Mary had probably been up all night. In fact, I suspect she had not slept for a minute since Jesus' crucifixion. And, I suspect this was not her first visit back to the tomb where they had laid his body. Was it because she had heard, and remembered, and believed his prediction that he would rise from the dead on the third day? Or was it simply an overwhelming grief that drew her, a desire to be close to the one who had changed her life?

We have limited knowledge about Mary Magdalene. The Western church has long had a tradition that she was a reformed prostitute. This is based largely on Luke 8:2, which suggests that Jesus had cast our seven demons from her. In the ancient world, it was believed that demons caused both physical and moral sickness. Since the story of the sinful woman who anointed Jesus' feet (Luke 7:36-50) comes immediately before this reference to Mary Magdalene, many have assumed that she was a harlot who was converted and changed through meeting Jesus and experiencing his forgiveness. "Magdalene" is not Mary's last name -- it is simply a word added to explain that she is the Mary who came from the city of Magdala, which was a largely Gentile enclave near the northwestern shore of the Sea of Galilee. The city of Magdala was known as hotbed of immorality, so it did not help Mary's reputation to be known as "Mary Magdalene."

Nevertheless, we have no hard evidence to prove that Mary was ever a prostitute. She had experienced some serious problems, as indicated by the statement that "seven demons" had come out of her. That is all we need to know. Mary, like each of us, had been sinful, rebellious, confused, and lost in this world. Meeting Jesus made the difference for her, and her devotion to Christ was so complete that she stayed with him when the male disciples fled -- she came to the tomb while the other disciples hid -- she came to believe in the resurrection while the other disciples continued to doubt.

We know that Mary had followed Jesus during his travels. Along with other women such as Salome, Susanna and Joanna, the wife of Herod's steward, she helped to finance and provide for the physical needs of Jesus and the twelve (Lu. 8:2).

We know that Mary stood at the foot of the cross while others fled (John 19:25).

We know that Mary came early to the garden tomb, both to grieve and to complete the burial preparations that had been interrupted by the hasty burial just before sundown as the Sabbath approached (John 20:1).

And, we know that Mary was the very first one to proclaim the glad news that the tomb was empty -- that Jesus was risen. She said to the disciples, and she says to us: "I have seen the Lord!"

Like the disciples, we may find Mary's claim hard to believe. We are skeptical. We may take some convincing. But we do want to believe. For the most part, the disciples did not believe until they saw the Lord for themselves.

Would you also like to see the Lord?


If we would see the Lord, we must first see Jesus' cradle. It was not long ago that we celebrated Christmas. We decorated a beautiful Chrismon tree, and sang of Jesus' birth. We listened to beautiful music and looked at a baby in a manger, a crude cradle made from an animal's feeding trough.
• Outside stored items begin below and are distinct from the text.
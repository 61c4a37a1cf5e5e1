use serde::Deserialize;

/// The declared kind of a column, independent of any particular Arrow
/// array — used by [`crate::csv`] to coerce raw text fields and by rule
/// config to name the kind a rule targets.
#[derive(Debug, Clone, Copy, PartialEq, Eq, Deserialize)]
#[serde(rename_all = "lowercase")]
pub enum DataType {
    Integer,
    Float,
    String,
    Boolean,
}

impl DataType {
    pub fn as_str(&self) -> &'static str {
        match self {
            DataType::Integer => "integer",
            DataType::Float => "float",
            DataType::String => "string",
            DataType::Boolean => "boolean",
        }
    }
}

/// An ordered list of `(name, type)` pairs describing how to coerce a CSV's
/// columns.
#[derive(Debug, Clone)]
pub struct Schema {
    fields: Vec<(String, DataType)>,
}

impl Schema {
    pub fn new(fields: Vec<(String, DataType)>) -> Self {
        Schema { fields }
    }

    pub fn fields(&self) -> &[(String, DataType)] {
        &self.fields
    }

    pub fn len(&self) -> usize {
        self.fields.len()
    }

    pub fn is_empty(&self) -> bool {
        self.fields.is_empty()
    }
}

#[cfg(test)]
mod tests {
    use super::*;

    #[test]
    fn as_str_is_lowercase() {
        assert_eq!(DataType::Integer.as_str(), "integer");
        assert_eq!(DataType::Boolean.as_str(), "boolean");
    }
}
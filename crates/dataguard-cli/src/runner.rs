use anyhow::{Context, Result};
use dataguard_core::{validate, Dataset};
use dataguard_reports::{JsonFormatter, Reporter, StdOutFormatter};

use crate::writer::resolve_file_path;
use crate::{constructor::construct_schema, parser::parse_config, Args, OutputFormat};

/// Runs one validation pass and reports it. Returns `true` iff every rule
/// passed — `main` turns that into the process exit code.
pub fn run(args: Args) -> Result<bool> {
    let version = env!("CARGO_PKG_VERSION");
    let config = parse_config(&args.config).with_context(|| {
        format!("failed to load config '{}'", args.config)
    })?;
    let table = &config.table;

    let schema = construct_schema(table)
        .with_context(|| format!("failed to build schema for table '{}'", table.name))?;
    let dataset = Dataset::from_csv(&table.path, &schema)
        .with_context(|| format!("failed to load dataset '{}'", table.path))?;
    let outcomes = validate(&dataset, &table.rule);

    match args.output {
        OutputFormat::Stdout => {
            let mut formatter = StdOutFormatter::new(version.to_string());
            formatter.on_start();
            formatter.on_loading(&table.path);
            formatter.on_validation_start();
            for outcome in &outcomes {
                formatter.on_result(outcome);
            }
            let passed = outcomes.iter().filter(|o| o.is_passed).count();
            let failed = outcomes.len() - passed;
            formatter.on_complete(passed, failed);
            Ok(failed == 0)
        }
        OutputFormat::Json => {
            let mut formatter = JsonFormatter::new(version.to_string(), table.path.clone());
            for outcome in &outcomes {
                formatter.on_result(outcome);
            }
            let failed = outcomes.iter().filter(|o| !o.is_passed).count();
            let json = formatter.to_json().context("failed to serialize validation report")?;
            let out_path = resolve_file_path(&args.path, formatter.get_timestamp_compact())?;
            std::fs::write(&out_path, json)
                .with_context(|| format!("failed to write report to '{}'", out_path.display()))?;
            println!("Wrote report to {}", out_path.display());
            Ok(failed == 0)
        }
    }
}
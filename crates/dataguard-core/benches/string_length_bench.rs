use std::sync::Arc;

use arrow_array::StringArray;
use criterion::{criterion_group, criterion_main, Criterion};
use dataguard_core::Column;
use std::hint::black_box;
use std::sync::LazyLock;

fn create_string_array(size: usize, avg_len: usize) -> StringArray {
    let modulus = 10usize.saturating_pow(avg_len as u32);
    let strings: Vec<Option<String>> = (0..size)
        .map(|i| Some(format!("{:0width$}", i % modulus, width = avg_len)))
        .collect();
    StringArray::from_iter(strings)
}

static PREBUILT_ARRAYS: LazyLock<Vec<(usize, Arc<StringArray>)>> = LazyLock::new(|| {
    [1_000usize, 10_000, 100_000, 300_000]
        .into_iter()
        .map(|size| (size, Arc::new(create_string_array(size, 8))))
        .collect()
});

fn bench_str_length(c: &mut Criterion) {
    let mut group = c.benchmark_group("str_length");
    for (size, arr) in PREBUILT_ARRAYS.iter() {
        group.throughput(criterion::Throughput::Elements(*size as u64));
        group.bench_with_input(format!("array_size_{}", size), arr, |b, arr_ref| {
            let column = Column::String((**arr_ref).clone());
            b.iter(|| black_box(column.str_length().unwrap()));
        });
    }
    group.finish();
}

fn bench_length_between(c: &mut Criterion) {
    let mut group = c.benchmark_group("length_between");
    for (size, arr) in PREBUILT_ARRAYS.iter() {
        group.throughput(criterion::Throughput::Elements(*size as u64));
        group.bench_with_input(format!("array_size_{}", size), arr, |b, arr_ref| {
            let column = Column::String((**arr_ref).clone());
            b.iter(|| black_box(column.length_between(5, 10).unwrap()));
        });
    }
    group.finish();
}

criterion_group!(benches, bench_str_length, bench_length_between);
criterion_main!(benches);
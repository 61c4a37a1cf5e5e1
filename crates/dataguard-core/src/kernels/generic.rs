//! Kernels defined for every column kind: null-testing and uniqueness
//! counting.

use std::collections::HashSet;
use std::hash::Hash;

use crate::utils::hasher::Xxh3Builder;

use super::TernarySeq;

/// `true` where the row holds a value, `false` where it's null. Unlike every
/// other kernel, this one never itself produces `None` — a row being null is
/// exactly the thing being tested, not an unknown to propagate.
pub fn not_null(is_null: &[bool]) -> TernarySeq {
    TernarySeq(is_null.iter().map(|n| Some(!n)).collect())
}

/// Counts distinct and repeated values among an iterator of canonical,
/// already-null-filtered keys (row order doesn't matter). `duplicates` is the
/// number of occurrences beyond each value's first: a value appearing 3 times
/// contributes 2 to `duplicates`, not 3.
pub fn count_unique_and_duplicates<T>(keys: impl Iterator<Item = T>) -> (usize, usize)
where
    T: Eq + Hash,
{
    let mut seen: HashSet<T, Xxh3Builder> = HashSet::with_hasher(Xxh3Builder::default());
    let mut total = 0usize;
    for key in keys {
        total += 1;
        seen.insert(key);
    }
    let unique = seen.len();
    (unique, total - unique)
}

#[cfg(test)]
mod tests {
    use super::*;

    #[test]
    fn not_null_never_produces_unknown() {
        let mask = [false, true, false];
        assert_eq!(
            not_null(&mask),
            TernarySeq(vec![Some(true), Some(false), Some(true)])
        );
    }

    #[test]
    fn counts_unique_and_duplicates() {
        let keys = [1i64, 2, 2, 3, 3, 3].into_iter();
        let (unique, duplicates) = count_unique_and_duplicates(keys);
        assert_eq!(unique, 3);
        assert_eq!(duplicates, 3);
    }

    #[test]
    fn empty_input_has_no_duplicates() {
        let keys: std::iter::Empty<i64> = std::iter::empty();
        assert_eq!(count_unique_and_duplicates(keys), (0, 0));
    }
}
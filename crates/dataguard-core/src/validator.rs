use crate::constraint::{Constraint, Rule};
use crate::dataset::Dataset;
use crate::errors::RuleError;
use crate::kernels::TernarySeq;

/// The outcome of checking a single [`Rule`] against a [`Dataset`].
///
/// A rule that couldn't even be evaluated (missing column, kind mismatch,
/// invalid regex) still produces one of these, with `error` set and
/// `is_passed` false, rather than aborting the whole batch.
#[derive(Debug, Clone)]
pub struct RuleOutcome {
    pub column_name: String,
    pub constraint_name: &'static str,
    pub checked_count: usize,
    pub failed_count: usize,
    pub is_passed: bool,
    pub error: Option<String>,
}

impl RuleOutcome {
    fn from_ternary(rule: &Rule, seq: TernarySeq) -> RuleOutcome {
        let checked = seq.iter().filter(|v| v.is_some()).count();
        let failed = seq.false_count();
        RuleOutcome {
            column_name: rule.column_name.clone(),
            constraint_name: rule.constraint.name(),
            checked_count: checked,
            failed_count: failed,
            is_passed: failed == 0,
            error: None,
        }
    }

    fn error(rule: &Rule, err: RuleError) -> RuleOutcome {
        RuleOutcome {
            column_name: rule.column_name.clone(),
            constraint_name: rule.constraint.name(),
            checked_count: 0,
            failed_count: 0,
            is_passed: false,
            error: Some(err.to_string()),
        }
    }
}

/// Checks every rule against `dataset`, one outcome per rule, in order.
///
/// A rule never short-circuits another: a missing column or a kind mismatch
/// produces a failed outcome with an explanatory error, and evaluation moves
/// on to the next rule.
pub fn validate(dataset: &Dataset, rules: &[Rule]) -> Vec<RuleOutcome> {
    rules.iter().map(|rule| validate_one(dataset, rule)).collect()
}

fn validate_one(dataset: &Dataset, rule: &Rule) -> RuleOutcome {
    let Some(column) = dataset.get_column_by_name(&rule.column_name) else {
        return RuleOutcome {
            column_name: rule.column_name.clone(),
            constraint_name: rule.constraint.name(),
            checked_count: 0,
            failed_count: 0,
            is_passed: false,
            error: Some(format!("column '{}' not found", rule.column_name)),
        };
    };

    let seq = match &rule.constraint {
        Constraint::NotNull => Ok(column.not_null()),
        Constraint::Unique => {
            let duplicates = column.duplicates_count();
            return RuleOutcome {
                column_name: rule.column_name.clone(),
                constraint_name: rule.constraint.name(),
                checked_count: column.not_null_count(),
                failed_count: duplicates,
                is_passed: duplicates == 0,
                error: None,
            };
        }
        Constraint::Gt { x } => column.gt(*x),
        Constraint::Ge { x } => column.ge(*x),
        Constraint::Lt { x } => column.lt(*x),
        Constraint::Le { x } => column.le(*x),
        Constraint::Equal { x } => column.equal(*x),
        Constraint::Between { min, max } => column.between(*min, *max),
        Constraint::StrEqual { s } => column.str_equal(s),
        Constraint::Contains { s } => column.contains(s),
        Constraint::StartsWith { s } => column.starts_with(s),
        Constraint::EndsWith { s } => column.ends_with(s),
        Constraint::MatchesRegex { pattern } => column.matches_regex(pattern),
        Constraint::LengthBetween { min, max } => column.length_between(*min, *max),
        Constraint::IsIn { values } => column.is_in(values),
    };

    match seq {
        Ok(seq) => RuleOutcome::from_ternary(rule, seq),
        Err(err) => RuleOutcome::error(rule, err),
    }
}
The humility of Jesus' birth emphasizes just how far the Lord would go to show himself to us. God had revealed himself in smoke and fire and power to the mothers and fathers and children of Israel who escaped from land of Egypt. God revealed himself through the prophets to later generations who strayed from his way. God revealed himself in festivals and ceremonies like Passover, rituals designed to remind Israel of his reality. And God revealed himself in the words of the Torah to all who would read and understand

But all of these forms of revelation were incomplete. This is why the Lord chose to reveal himself in his fullness by taking on the form of a human like us, coming into the world as a newborn baby, as a growing child, as a compassionate man, as a powerful leader, a miraculous healer, a wise teacher. "The word became flesh, and dwelt among us, and we beheld his glory, the glory as of the only begotten of the Father, full of grace and truth." (John 1:14)

Jesus' favorite term for himself was "son of man." That was a roundabout way of describing himself as the quintessential human -- what real personhood was intended to be.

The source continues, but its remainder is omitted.